■ TRY IT
From the line containing "init_logging(&config.logging.level);" to the end of the entries, return every line exactly, both ends included, and add nothing.

++++ RECORD SET

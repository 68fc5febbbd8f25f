//! History replay
//!
//! Produces one report per name, in the order names were first seen.

use crate::indexer::{HistoryRecord, NameEntry, NameHistory};
use crate::state_machine::{LifecycleEvent, TerminalNotice, covenant_events};
use serde::{Deserialize, Serialize};

/// One classified event with where it was observed
#[derive(Debug, Clone, PartialEq, Serialize, Deserialize)]
pub struct EventEntry {
    pub event: LifecycleEvent,
    pub height: u64,
    pub txid: String,
    #[serde(skip_serializing_if = "Option::is_none")]
    pub locator: Option<String>,
}

impl EventEntry {
    fn new(event: LifecycleEvent, record: &HistoryRecord) -> Self {
        Self {
            event,
            height: record.height(),
            txid: record.txid().to_string(),
            locator: record.locator().map(ToString::to_string),
        }
    }
}

/// Replayed state of a name
#[derive(Debug, Clone, PartialEq, Serialize, Deserialize)]
#[serde(tag = "status", rename_all = "snake_case")]
pub enum NameStatus {
    Active {
        events: Vec<EventEntry>,
    },
    Terminal {
        notice: TerminalNotice,
        height: u64,
        txid: String,
        #[serde(skip_serializing_if = "Option::is_none")]
        reason: Option<String>,
    },
}

#[derive(Debug, Clone, PartialEq, Serialize, Deserialize)]
pub struct NameReport {
    pub name: String,
    #[serde(flatten)]
    pub status: NameStatus,
}

/// Replay a single entry
pub fn replay_entry(name: &str, entry: &NameEntry) -> NameReport {
    let status = match entry {
        NameEntry::History(records) => NameStatus::Active {
            events: covenant_events(records)
                .map(|classified| EventEntry::new(classified.event, classified.record))
                .collect(),
        },
        NameEntry::Terminal(action) => NameStatus::Terminal {
            notice: TerminalNotice::from(action),
            height: action.height,
            txid: action.txid.clone(),
            reason: action.reason.clone(),
        },
    };

    NameReport {
        name: name.to_string(),
        status,
    }
}

/// Replay every name in the history
pub fn replay(history: &NameHistory) -> Vec<NameReport> {
    history
        .iter()
        .map(|(name, entry)| replay_entry(name, entry))
        .collect()
}
//! Spaces Name Indexer

use clap::Parser;
use spaces_indexer::{Config, Result, VERSION, cli, init_logging};

#[tokio::main]
async fn main() -> Result<()> {
    let args = cli::Cli::parse();

    let config = if let Some(config_path) = &args.config {
        Config::from_file(config_path)?
    } else {
        Config::load()?
    };

    // RUST_LOG still takes precedence
    init_logging(&config.logging.level);

    tracing::info!("Spaces Name Indexer v{}", VERSION);
    tracing::debug!("Parsed arguments: {:?}", args);
    tracing::debug!("Loaded configuration: {:?}", config);

    cli::execute(args, config).await?;

    Ok(())
}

++++++++

■ TASK OUTPUT
    init_logging(&config.logging.level);

    tracing::info!("Spaces Name Indexer v{}", VERSION);
    tracing::debug!("Parsed arguments: {:?}", args);
    tracing::debug!("Loaded configuration: {:?}", config);

    cli::execute(args, config).await?;

    Ok(())
}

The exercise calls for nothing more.